Continue going over the faulty beliefs talked about in Day 3 and try to create more balanced thoughts. This will help a lot. (Are you noticing a theme throughout the series)?

Till tomorrow… :)

Day 1 – CBT

“Men are disturbed not by things, but by the view which they take of them.” – Epictetus

As we get started today with the topic of Healthy Thinking, I want to explain the specific perspective I’m going to be writing from before I jump in. There are many schools of thought in the psychology world and many different ways to approach the same issues. While I may dip into more than one modality throughout this series, for the most part I am going to focus on one: Cognitive-Behavioral Therapy, or CBT.

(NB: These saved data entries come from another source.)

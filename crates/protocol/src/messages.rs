use serde::{Deserialize, Serialize};

// ---------------------------------------------------------------------------
// Request payloads
// ---------------------------------------------------------------------------

/// Opens a chunked upload session (`POST /upload/init`).
#[derive(Debug, Clone, PartialEq, Serialize, Deserialize)]
pub struct InitUploadRequest {
    pub filename: String,
    pub size: u64,
    /// Destination directory relative to the share root ("" is the root).
    pub path: String,
    pub chunk_size: u64,
    pub total_chunks: u32,
    #[serde(default, skip_serializing_if = "Option::is_none")]
    pub password: Option<String>,
}

/// Query string of `POST /upload/chunk`.
#[derive(Debug, Clone, PartialEq, Serialize, Deserialize)]
pub struct ChunkQuery {
    pub upload_id: String,
    pub index: u32,
}

/// Body of `POST /upload/complete` and `POST /upload/abort`.
#[derive(Debug, Clone, PartialEq, Serialize, Deserialize)]
pub struct UploadIdRequest {
    pub upload_id: String,
    #[serde(default, skip_serializing_if = "Option::is_none")]
    pub password: Option<String>,
}

// ---------------------------------------------------------------------------
// Response payloads
// ---------------------------------------------------------------------------

/// Reply to `POST /upload/init`.
///
/// `upload_id` is optional on the wire: a reply without one is a failed init.
#[derive(Debug, Clone, PartialEq, Serialize, Deserialize)]
pub struct InitUploadResponse {
    #[serde(default, skip_serializing_if = "Option::is_none")]
    pub upload_id: Option<String>,
}

impl InitUploadResponse {
    /// Returns the session id if the server issued a non-empty one.
    pub fn session_id(&self) -> Option<&str> {
        self.upload_id.as_deref().filter(|id| !id.is_empty())
    }
}

/// Reply to `POST /upload/chunk`. The server sends `{}`.
#[derive(Debug, Clone, Default, PartialEq, Serialize, Deserialize)]
pub struct ChunkAck {}

/// Final metadata returned by `POST /upload/complete`.
#[derive(Debug, Clone, Default, PartialEq, Serialize, Deserialize)]
pub struct CompleteUploadResponse {
    /// Name the file was stored under.
    #[serde(default, skip_serializing_if = "String::is_empty")]
    pub filename: String,
    /// Set when the server picked another name to avoid a collision.
    #[serde(default, skip_serializing_if = "is_false")]
    pub renamed: bool,
    #[serde(default, skip_serializing_if = "Option::is_none")]
    pub size: Option<u64>,
}

/// Reply to the single-request multipart upload (`POST /upload`).
#[derive(Debug, Clone, Default, PartialEq, Serialize, Deserialize)]
pub struct UploadFileResponse {
    #[serde(default, skip_serializing_if = "Option::is_none")]
    pub message: Option<String>,
    #[serde(default, skip_serializing_if = "Option::is_none")]
    pub filename: Option<String>,
    #[serde(default, skip_serializing_if = "is_false")]
    pub renamed: bool,
}

/// Reply to a password-only `POST /upload`.
#[derive(Debug, Clone, Default, PartialEq, Serialize, Deserialize)]
pub struct VerifyPasswordResponse {
    #[serde(default, skip_serializing_if = "Option::is_none")]
    pub message: Option<String>,
}

// ---------------------------------------------------------------------------
// Helpers
// ---------------------------------------------------------------------------

fn is_false(v: &bool) -> bool {
    !v
}
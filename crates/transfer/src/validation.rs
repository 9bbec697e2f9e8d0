use crate::TransferError;

/// Normalizes a destination directory relative to the share root.
///
/// Both `/` and `\` separate segments. Leading, trailing and repeated
/// separators and `.` segments are dropped, so `""`, `"/"` and `"."` all
/// mean the share root and come back as `""`. The result is joined with `/`.
///
/// A `..` segment or a segment carrying a drive or stream prefix (`C:`) is
/// rejected, naming the offending segment and its position.
pub fn normalize_destination(dest: &str) -> Result<String, TransferError> {
    let mut kept: Vec<&str> = Vec::new();

    for (position, segment) in dest.split(['/', '\\']).enumerate() {
        match segment {
            "" | "." => {}
            ".." => {
                return Err(TransferError::InvalidPath(format!(
                    "segment {position} of {dest:?} leaves the share root"
                )));
            }
            s if s.contains(':') => {
                return Err(TransferError::InvalidPath(format!(
                    "segment {position} of {dest:?} has a drive prefix: {s:?}"
                )));
            }
            s => kept.push(s),
        }
    }

    Ok(kept.join("/"))
}
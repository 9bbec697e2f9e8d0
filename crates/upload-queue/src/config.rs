//! Upload tuning knobs, loadable from JSON.

use std::path::Path;
use std::time::Duration;

use serde::{Deserialize, Serialize};

use lansend_transfer::{DEFAULT_CHUNK_SIZE, SpeedEstimator};
use lansend_upload_client::RetryPolicy;

/// Errors loading [`UploadSettings`].
#[derive(Debug, thiserror::Error)]
pub enum ConfigError {
    #[error("I/O error: {0}")]
    Io(#[from] std::io::Error),

    #[error("JSON error: {0}")]
    Json(#[from] serde_json::Error),
}

/// Queue and pool settings. Missing fields take their defaults.
#[derive(Debug, Clone, PartialEq, Serialize, Deserialize)]
#[serde(default)]
pub struct UploadSettings {
    /// Chunk size in bytes for the chunked path.
    pub chunk_size: u64,
    /// Concurrent chunk workers per file.
    pub concurrency: usize,
    /// Extra attempts per chunk after the first.
    pub chunk_retries: u32,
    pub retry_delay_ms: u64,
    /// Files up to this size (and empty files) go in one request.
    pub single_request_threshold: u64,
    pub speed_sample_interval_ms: u64,
    /// Weight of the newest instantaneous rate.
    pub speed_smoothing: f64,
    /// Delay between the refresh hook and the completion notice.
    pub refresh_settle_ms: u64,
    /// How long the completion notice stays visible.
    pub notice_display_ms: u64,
}

impl Default for UploadSettings {
    fn default() -> Self {
        Self {
            chunk_size: DEFAULT_CHUNK_SIZE,
            concurrency: 3,
            chunk_retries: 2,
            retry_delay_ms: 300,
            single_request_threshold: DEFAULT_CHUNK_SIZE,
            speed_sample_interval_ms: 800,
            speed_smoothing: 0.3,
            refresh_settle_ms: 500,
            notice_display_ms: 4000,
        }
    }
}

impl UploadSettings {
    /// Reads settings from a JSON file.
    pub fn load(path: &Path) -> Result<Self, ConfigError> {
        let text = std::fs::read_to_string(path)?;
        Ok(serde_json::from_str(&text)?)
    }

    /// Worker count, never below one.
    pub fn concurrency(&self) -> usize {
        self.concurrency.max(1)
    }

    pub fn retry_policy(&self) -> RetryPolicy {
        RetryPolicy {
            retries: self.chunk_retries,
            delay: Duration::from_millis(self.retry_delay_ms),
        }
    }

    pub fn refresh_settle(&self) -> Duration {
        Duration::from_millis(self.refresh_settle_ms)
    }

    pub fn notice_display(&self) -> Duration {
        Duration::from_millis(self.notice_display_ms)
    }

    pub fn speed_estimator(&self) -> SpeedEstimator {
        SpeedEstimator::new(
            Some(Duration::from_millis(self.speed_sample_interval_ms)),
            Some(self.speed_smoothing),
        )
    }

    /// Returns `true` when a file of `size` bytes skips the chunked protocol.
    pub fn use_single_request(&self, size: u64) -> bool {
        size == 0 || size <= self.single_request_threshold
    }
}
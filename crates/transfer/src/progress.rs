use std::time::{Duration, Instant};

/// Default minimum spacing between two speed samples.
const DEFAULT_MIN_INTERVAL: Duration = Duration::from_millis(800);

/// Default weight of the newest instantaneous rate in the moving average.
const DEFAULT_SMOOTHING: f64 = 0.3;

/// Estimates transfer speed from a monotonically increasing byte counter.
///
/// Samples closer together than the minimum interval are ignored. The
/// exposed speed is an exponential moving average of the instantaneous
/// rates: `old * (1 - a) + instant * a`, or just `instant` for the first one.
#[derive(Debug, Clone)]
pub struct SpeedEstimator {
    min_interval: Duration,
    smoothing: f64,
    last: Option<(Instant, u64)>,
    smoothed: Option<f64>,
}

impl Default for SpeedEstimator {
    fn default() -> Self {
        Self::new(None, None)
    }
}

impl SpeedEstimator {
    /// Creates a new estimator.
    ///
    /// - `min_interval`: minimum time between samples (default 800 ms).
    /// - `smoothing`: weight of the newest rate, clamped to `(0, 1]` (default 0.3).
    pub fn new(min_interval: Option<Duration>, smoothing: Option<f64>) -> Self {
        let smoothing = smoothing
            .filter(|a| a.is_finite() && *a > 0.0)
            .map(|a| a.min(1.0))
            .unwrap_or(DEFAULT_SMOOTHING);
        Self {
            min_interval: min_interval.unwrap_or(DEFAULT_MIN_INTERVAL),
            smoothing,
            last: None,
            smoothed: None,
        }
    }

    /// Records the counter value at `now`.
    ///
    /// The first call only sets the baseline. Returns the new smoothed speed
    /// when a sample was taken, `None` when it was too soon.
    pub fn sample_at(&mut self, now: Instant, total_bytes: u64) -> Option<f64> {
        let Some((last_at, last_bytes)) = self.last else {
            self.last = Some((now, total_bytes));
            return None;
        };

        let elapsed = now.saturating_duration_since(last_at);
        if elapsed < self.min_interval || elapsed.is_zero() {
            return None;
        }

        let instant = total_bytes.saturating_sub(last_bytes) as f64 / elapsed.as_secs_f64();
        let smoothed = match self.smoothed {
            Some(old) => old * (1.0 - self.smoothing) + instant * self.smoothing,
            None => instant,
        };
        self.smoothed = Some(smoothed);
        self.last = Some((now, total_bytes));
        Some(smoothed)
    }

    /// Smoothed speed in bytes/second (0.0 before the first full sample).
    pub fn bytes_per_second(&self) -> f64 {
        self.smoothed.unwrap_or(0.0)
    }

    /// Estimates time remaining to transfer `remaining_bytes`.
    ///
    /// Returns `None` if speed is zero or negative.
    pub fn eta(&self, remaining_bytes: u64) -> Option<Duration> {
        let speed = self.bytes_per_second();
        if speed <= 0.0 {
            return None;
        }
        Duration::try_from_secs_f64(remaining_bytes as f64 / speed).ok()
    }

    /// Forgets the baseline and the average.
    pub fn reset(&mut self) {
        self.last = None;
        self.smoothed = None;
    }
}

Many theories address the way a person thinks, albeit through varying lenses. However, the premise behind CBT specifically deals with the fact that our thoughts have a direct impact on the way we feel and the way we act. Thoughts, in and of themselves, are not a peripheral issue in CBT, but rather one of the driving forces behind the theory (hence the cognitive part of the name).

Research has shown that CBT is effective in treating a variety of disorders such as depression, anxiety, panic disorder and obsessive-compulsive disorder. I’ll address, later in the series, how our thoughts interact with such disorders as the ones mentioned above.

Photo by Fenichel: Aaron Beck, Albert Ellis

A brief history lesson on CBT: Back in the 1950’s and 1960’s, psychologists such as Albert Ellis and Aaron Beck, emerged with a theoretical orientation that greatly differed from the traditional methods originally developed by Freud. Rather, they favored the perspectives of certain philosophers who believed that the root causes of emotional disturbances exist in the way we view life and in our thoughts. Instead of using psychoanalysis (a la Freud) to treat people they used a more directive approach specifically looking at the thought – feeling – behavior connection. Through the years CBT has been adapted and developed into the approach therapists now use today (some of which will be explained throughout this series… although in less technical language and more applicable to our lives). :)

The National Association of Cognitive-Behavioral Therapists is a great resource to learn more about CBT for anyone who might be interested.

So… Why is all of this important? (Aside from being so interesting, right)? Well, as I am going repeat throughout the series our thoughts impact everything we do. Therefore, my thinking regarding this series impacts both how I write it and how you read it. Now that you know a little bit about the lens through which I will be filtering a lot of what I write, you’ll have a better understanding of everything from here on out as well.

Looking forward to digging in deeper tomorrow! See you then!